How Chinese Defaults Could Create Opportunity

Declining copper prices are helping to realign markets for the commodity and use of the commodity as loan collateral. Will demand continue? Will supply constraints endure? Copper companies are in the middle.

Mar 15, 2014 at 9:22AM

What commodity is the collateral of last resort for Chinese companies about to default? Copper. What commodity is ironically hitting new price lows this first quarter of 2014 after losing 16% last year? Again, copper.

Companies like Freeport-McMoRan (NYSE:FCX), Glencore Xstrata (LSE:GLEN), BHP Billiton (NYSE:BHP), and Rio Tinto (NYSE:RIO) have large portions of their mining portfolio devoted to copper. As copper swings up and down in price, the value of their mining reserves becomes volatile. Their banks, who finance mines with reserve-based lending programs, are not thrilled.

There's plenty of copper in the earth's mantle for sure. These companies know the most efficient way to mine ore, that's a given. The real problem is how well these companies can live with their host countries while managing prices in globally financed markets.

How much is there?
According to the U.S. Geological Survey, there is over 3 billion tons of copper on land, not counting what is in seabeds. World production for copper in 2012 was about 17 million tons on about 680 million tons of developed reserves. U.S. consumption is about 1.7 million tons per year and rising at about 2-3% per year. The U.S. imports about 35% of its industrial copper consumption. Even Chinese consumption is up over 40% year on year for this first quarter of 2014.

So, for investors in copper mines, rest assured there is plenty of copper to go around. There is also steady demand for copper in everything from building materials to weather satellites.

Where is it mined?
Chile, Australia, and Peru boast the largest reserves and production levels. These mines produce at maximum levels in ore grades that are beginning to dwindle. This means that the amount of ore in a ton of mined rock is getting smaller and smaller. Production costs are thus rising for this reason alone.

Now add the cost of political instability to the production cost and you can see even more mine mouth inflation. Bilateral investment treaties between nations usually set up the commercial arrangements for a mining company to operate in a host country. Rio Tinto is a recent example with its Oyu Tolgoi mine in Mongolia.

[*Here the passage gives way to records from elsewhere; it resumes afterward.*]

//! Actions: named units of work dispatched by the [`ActionRunner`]
//!
//! An [`ActionDefinition`] names an action and carries its options. Every
//! action is registered with an [`ActionSpec`] whose JSON Schema guards the
//! options before dispatch. Fields listed as deferred are handed to the action
//! untouched, so it can interpret them later (sub-action lists, loop
//! conditions); every other field is interpolated and resolved first.

pub mod builtin;
pub mod control;
pub mod registry;
pub mod runner;

use crate::context::ExecutionContext;
use crate::error::{ValidationError, WorkflowError};
use async_trait::async_trait;
use serde::de::DeserializeOwned;
use serde::{Deserialize, Serialize};
use serde_json::{Map, Value};

pub use control::{RepeatAction, TestAction, TryAction};
pub use registry::{ActionFactory, ActionRegistry, ActionRegistryBuilder};
pub use runner::ActionRunner;

/// Option map passed to an action
pub type Options = Map<String, Value>;

/// Declarative reference to an action: `{ "name": ..., ...options }`
#[derive(Debug, Clone, PartialEq, Serialize, Deserialize)]
pub struct ActionDefinition {
    pub name: String,
    #[serde(flatten)]
    pub options: Options,
}

impl ActionDefinition {
    pub fn new(name: impl Into<String>) -> Self {
        Self {
            name: name.into(),
            options: Options::new(),
        }
    }

    /// Add an option, builder style
    pub fn with(mut self, key: impl Into<String>, value: Value) -> Self {
        self.options.insert(key.into(), value);
        self
    }
}

/// A unit of work run against the shared context
#[async_trait]
pub trait Action: Send + Sync {
    async fn execute(
        &self,
        options: Options,
        context: &mut ExecutionContext,
        runner: &ActionRunner,
    ) -> Result<(), WorkflowError>;
}

/// Registration record of an action
#[derive(Debug, Clone, PartialEq)]
pub struct ActionSpec {
    pub name: String,
    pub description: String,
    /// JSON Schema (draft 7) for the option map, excluding `name`
    pub schema: Value,
    /// Options passed through without interpolation
    pub deferred: Vec<String>,
}

impl ActionSpec {
    pub fn new(name: impl Into<String>, description: impl Into<String>, schema: Value) -> Self {
        Self {
            name: name.into(),
            description: description.into(),
            schema,
            deferred: Vec::new(),
        }
    }

    pub fn deferred(mut self, fields: &[&str]) -> Self {
        self.deferred = fields.iter().map(|field| field.to_string()).collect();
        self
    }

    pub fn is_deferred(&self, field: &str) -> bool {
        self.deferred.iter().any(|deferred| deferred == field)
    }
}

/// Deserialize already validated options into a typed struct
pub fn parse_options<T: DeserializeOwned>(action: &str, options: Options) -> Result<T, WorkflowError> {
    serde_json::from_value(Value::Object(options)).map_err(|e| WorkflowError::InvalidOptions {
        action: action.to_string(),
        violations: ValidationError::single("", e.to_string()),
    })
}

/// Read a sub-action list given either as one definition or an array of them
pub fn action_list(action: &str, value: Option<&Value>) -> Result<Vec<ActionDefinition>, WorkflowError> {
    let invalid = |e: serde_json::Error| WorkflowError::InvalidOptions {
        action: action.to_string(),
        violations: ValidationError::single("", e.to_string()),
    };

    match value {
        None | Some(Value::Null) => Ok(Vec::new()),
        Some(Value::Array(items)) => items
            .iter()
            .map(|item| serde_json::from_value(item.clone()).map_err(invalid))
            .collect(),
        Some(single) => Ok(vec![serde_json::from_value(single.clone()).map_err(invalid)?]),
    }
}

/// Schema fragment accepting one action definition or a list of them
pub fn action_list_schema() -> Value {
    let definition = serde_json::json!({
        "type": "object",
        "properties": {"name": {"type": "string"}},
        "required": ["name"]
    });
    serde_json::json!({
        "oneOf": [definition.clone(), {"type": "array", "items": definition}]
    })
}

#[cfg(test)]
mod tests {
    use super::*;
    use serde_json::json;

    #[test]
    fn test_definition_flattens_options() {
        let definition: ActionDefinition =
            serde_json::from_value(json!({"name": "print", "message": "hi"})).unwrap();
        assert_eq!(definition.name, "print");
        assert_eq!(definition.options.get("message"), Some(&json!("hi")));

        let back = serde_json::to_value(&definition).unwrap();
        assert_eq!(back, json!({"name": "print", "message": "hi"}));
    }

    #[test]
    fn test_action_list_accepts_single_or_many() {
        let single = action_list("test", Some(&json!({"name": "print"}))).unwrap();
        assert_eq!(single, vec![ActionDefinition::new("print")]);

        let many = action_list("test", Some(&json!([{"name": "a"}, {"name": "b"}]))).unwrap();
        assert_eq!(many.len(), 2);
        assert_eq!(many[1].name, "b");

        assert!(action_list("test", None).unwrap().is_empty());
        assert!(action_list("test", Some(&json!(42))).is_err());
    }

    #[test]
    fn test_spec_deferred_fields() {
        let spec = ActionSpec::new("try", "", json!({})).deferred(&["run", "else"]);
        assert!(spec.is_deferred("run"));
        assert!(!spec.is_deferred("help"));
    }
}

In Mongolia Rio Tinto has to set up, and leave behind if it exits, an entire infrastructure consisting of airports, railways, housing, and water and sewage treatment -- not to mention the mine itself. Mongolia is using its Rio Tinto copper play to enhance the quality of life and standard of living in its country and thus stabilize the politics. More stable politics mean secure extraction and transport of product to borders, happier workers, less social unrest, and even less government corruption.

Steady demand and politics notwithstanding, the price of copper is another thing. Physical supply and demand are not the only factors that matter. What is beginning to matter more are the value of the largest copper demander's currency, the Chinese renminbi, and the growing influence of financial players in the global copper markets.

Corporate defaults in China, a major importer of copper, and dampening of demand are beginning to reflect the declining value of the renminbi versus the dollar, yen, and rouble. This means that imports will cost more to Chinese firms, even as their exports will become more valuable.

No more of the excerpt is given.